?Alberto Soldado

azpeitia

En las entrañas de Gipuzkoa, hermosos valles del rio Urola, se alza el pueblo de Azpeitia, vecino de Azcoitia, la patria del legendario Atano III, de quien dicen que fue el mejor pelotari que conocieron los tiempos. Una mañana de octubre, embelesado por el cautivador paisaje, recorres la ruta de Ignacio de Loyola, el santo fundador de la Compañía de Jesús. En la Iglesia de San Sebastián de Soreasu fue bautizado aquel hijo de una acomodada familia azpeitiarra.Y en uno de sus muros laterales, con negra pintura que ha sabido mantenerse durante decenas de años, te sorprende un anuncio: "Se prohibe jugar a pelota bajo la multa de dos pesetas".

Por la cantidad cabe suponer que es prohibición de principios del siglo XX. ¿También se prohibía jugar en estas tierras? También. Sin ninguna efectividad, como se ha podido demostrar. En la misma calle, a unos doscientos metros, un par de chavales se deciden a pelotear en uno de los varios frontones municipales, cubiertos, de los que dispone el municipio. Ellos se divierten con el mismo deporte prohibido un siglo antes.
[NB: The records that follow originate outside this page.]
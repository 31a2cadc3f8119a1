//! Minimal HTTP/1.1 package server: parses requests with httparse and answers from the
//! engine's segment server. One request per connection.

use std::io;

use seedpod_core::{PackageId, SegmentServer, ServeError};
use tokio::io::{AsyncReadExt, AsyncWriteExt};
use tokio::net::{TcpListener, TcpStream};

use futures::StreamExt;

use crate::transport::FAULT_HEADER;

const MAX_HEAD: usize = 16 * 1024;
const MAX_BODY: usize = 1024 * 1024;
const DEFAULT_OFFER: usize = 16;

/// Accept connections until the listener fails.
pub async fn serve(listener: TcpListener, server: SegmentServer) -> io::Result<()> {
    loop {
        let (stream, peer) = listener.accept().await?;
        let server = server.clone();
        tokio::spawn(async move {
            if let Err(e) = handle_client(stream, server).await {
                tracing::debug!(%peer, error = %e, "request failed");
            }
        });
    }
}

struct Request {
    method: String,
    path: String,
    body: Vec<u8>,
}

fn invalid(msg: &'static str) -> io::Error {
    io::Error::new(io::ErrorKind::InvalidData, msg)
}

async fn read_request(stream: &mut TcpStream) -> io::Result<Option<Request>> {
    let mut buf = Vec::with_capacity(4096);
    let mut chunk = [0u8; 4096];
    loop {
        let n = stream.read(&mut chunk).await?;
        if n == 0 {
            return Ok(None);
        }
        buf.extend_from_slice(&chunk[..n]);
        let mut headers = [httparse::EMPTY_HEADER; 32];
        let mut req = httparse::Request::new(&mut headers);
        let head_len = match req.parse(&buf) {
            Ok(httparse::Status::Complete(len)) => len,
            Ok(httparse::Status::Partial) if buf.len() <= MAX_HEAD => continue,
            Ok(httparse::Status::Partial) => return Err(invalid("request head too large")),
            Err(_) => return Err(invalid("malformed request")),
        };
        let method = req.method.unwrap_or_default().to_string();
        let path = req.path.unwrap_or_default().to_string();
        let content_length = req
            .headers
            .iter()
            .find(|h| h.name.eq_ignore_ascii_case("Content-Length"))
            .and_then(|h| std::str::from_utf8(h.value).ok())
            .and_then(|v| v.trim().parse::<usize>().ok())
            .unwrap_or(0);
        if content_length > MAX_BODY {
            return Err(invalid("request body too large"));
        }
        let mut body = buf[head_len..].to_vec();
        while body.len() < content_length {
            let n = stream.read(&mut chunk).await?;
            if n == 0 {
                return Err(io::ErrorKind::UnexpectedEof.into());
            }
            body.extend_from_slice(&chunk[..n]);
        }
        body.truncate(content_length);
        return Ok(Some(Request { method, path, body }));
    }
}

async fn respond(
    stream: &mut TcpStream,
    status: &str,
    headers: &[(&str, &str)],
    body: &[u8],
) -> io::Result<()> {
    let mut head = format!(
        "HTTP/1.1 {status}\r\nContent-Length: {}\r\nConnection: close\r\n",
        body.len()
    );
    for (name, value) in headers {
        head.push_str(&format!("{name}: {value}\r\n"));
    }
    head.push_str("\r\n");
    stream.write_all(head.as_bytes()).await?;
    stream.write_all(body).await?;
    stream.flush().await
}

async fn respond_error(stream: &mut TcpStream, e: &ServeError) -> io::Result<()> {
    match e {
        ServeError::Choked => respond(stream, "503 Service Unavailable", &[], b"").await,
        ServeError::PackageNotFound(_) => {
            respond(stream, "404 Not Found", &[(FAULT_HEADER, "package")], b"").await
        }
        ServeError::SegmentsNotFound => {
            respond(stream, "404 Not Found", &[(FAULT_HEADER, "segments")], b"").await
        }
        ServeError::InvalidBitmap(_) => respond(stream, "400 Bad Request", &[], b"").await,
        ServeError::Storage(e) => {
            tracing::warn!(error = %e, "storage failed while serving");
            respond(stream, "500 Internal Server Error", &[], b"").await
        }
    }
}

fn query_param<'a>(query: &'a str, key: &str) -> Option<&'a str> {
    query
        .split('&')
        .filter_map(|kv| kv.split_once('='))
        .find(|(k, _)| *k == key)
        .map(|(_, v)| v)
}

fn parse_indexes(query: &str) -> Option<Vec<u32>> {
    query_param(query, "i")?
        .split(',')
        .map(|s| s.parse::<u32>().ok())
        .collect()
}

async fn handle_client(mut stream: TcpStream, server: SegmentServer) -> io::Result<()> {
    let Some(req) = read_request(&mut stream).await? else {
        return Ok(());
    };
    let (path, query) = req.path.split_once('?').unwrap_or((req.path.as_str(), ""));
    let parts: Vec<&str> = path.trim_matches('/').split('/').collect();
    match (req.method.as_str(), parts.as_slice()) {
        ("POST", ["status"]) => {
            let Ok(ids) = bincode::deserialize::<Vec<PackageId>>(&req.body) else {
                return respond(&mut stream, "400 Bad Request", &[], b"").await;
            };
            let statuses = server.local_status(&ids);
            let body = bincode::serialize(&statuses)
                .map_err(|e| io::Error::new(io::ErrorKind::Other, e))?;
            respond(&mut stream, "200 OK", &[], &body).await
        }
        ("GET", ["packages", id, "segments"]) => {
            let (Ok(id), Some(indexes)) = (id.parse::<PackageId>(), parse_indexes(query)) else {
                return respond(&mut stream, "400 Bad Request", &[], b"").await;
            };
            let mut segments = match server.serve_segments(id, indexes).await {
                Ok(s) => s,
                Err(e) => return respond_error(&mut stream, &e).await,
            };
            stream
                .write_all(b"HTTP/1.1 200 OK\r\nConnection: close\r\n\r\n")
                .await?;
            while let Some(chunk) = segments.next().await {
                stream.write_all(&chunk?).await?;
            }
            stream.flush().await
        }
        ("POST", ["packages", id, "offer"]) => {
            let Ok(id) = id.parse::<PackageId>() else {
                return respond(&mut stream, "400 Bad Request", &[], b"").await;
            };
            let max = query_param(query, "max")
                .and_then(|m| m.parse().ok())
                .unwrap_or(DEFAULT_OFFER);
            match server.offer(&id, &req.body, max) {
                Ok(offered) => {
                    let body = bincode::serialize(&offered)
                        .map_err(|e| io::Error::new(io::ErrorKind::Other, e))?;
                    respond(&mut stream, "200 OK", &[], &body).await
                }
                Err(e) => respond_error(&mut stream, &e).await,
            }
        }
        _ => respond(&mut stream, "404 Not Found", &[], b"").await,
    }
}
En el pueblo del santo universal, en aquella iglesia templaria, de estilo gótico, se prohibía jugar a los chavales al pelotear sobre el muro de piedra de sillería. Y a uno le vienen, en esa mañana lluviosa de octubre, muchas imágenes: la de los jóvenes valencianos e irlandeses, entreteniéndose sobre los muros de un pequeño frontón de cuatro paredes que gestiona el cura párroco de aquel pueblo cercano a Dublín; la de pelotaris hispanos de Nueva York en el Central Park, ganándose la vida con el juego de pelota y sus apuestas; la del pequeño frontón del colegio de los jesuitas de Pasto, la capital de Nariño, en Colombia, esperando esperanzados que pelotaris de la patria de San Ignacio se acerquen a recuperarlo; la del cura de Ibarra (Ecuador), que apuesta unos pesos al saque en el partido de chaza; la de aquella plaza de San José de Albán, Colombia, donde los más pobres de la más pobre de las regiones colombianas, sueñan con un partido de "Llargues", de "bote Luzea" , de "Jeu de Paume", entre sus héroes locales, y los llegados de la vieja, odiada y a la vez amada España. Y también la imagen del frontón del Colegio de los Jesuitas de Valencia, en la calle Fernando el Católico, o el de las EEPP San José. O aquel viejo frontón del colegio de los padres escolapios de la calle Carniceros, construidos todos ellos cuando el fútbol no había ganado el alma de los más pequeños.

Un anuncio de negra pintura me trae el recuerdo de aquel ministro vasco que en los más duros tiempos del franquismo obligó a construir frontones en cada nueva escuela; y al "conseller" Tarancón que decretó construir trinquetes en cada colegio valenciano.

Aquellos niños de Azpeitia que peloteaban con el peligro de ser sancionados con el jornal de sus padres ya jugaban como se jugó en el Europilota en las preciosas instalaciones de Massamagrell. Aquellos chavales comprarían las pelotas gastadas de algún viejo artesano y en Massamagrell se jugó con pelotas fabricadas industrialmente.

En aquel tiempo, y en aquella pared, la misma de cualquier iglesia de cualquier pueblo, acogía, sin saberlo, una partida de One Wall o de Handball. Ha tenido que llamarse One Wall para que adquiriese el valor de futuro. Pero el juego es el mismo que el de aquellos niños del pueblo euskaldún, curiosamente, el más torero de todos los pueblos éuscaros.

Sentimientos que fluyen, contradictorios, por el religioso respeto a la historia, a lo propio,y por el devenir, imprevisto, de lo universal.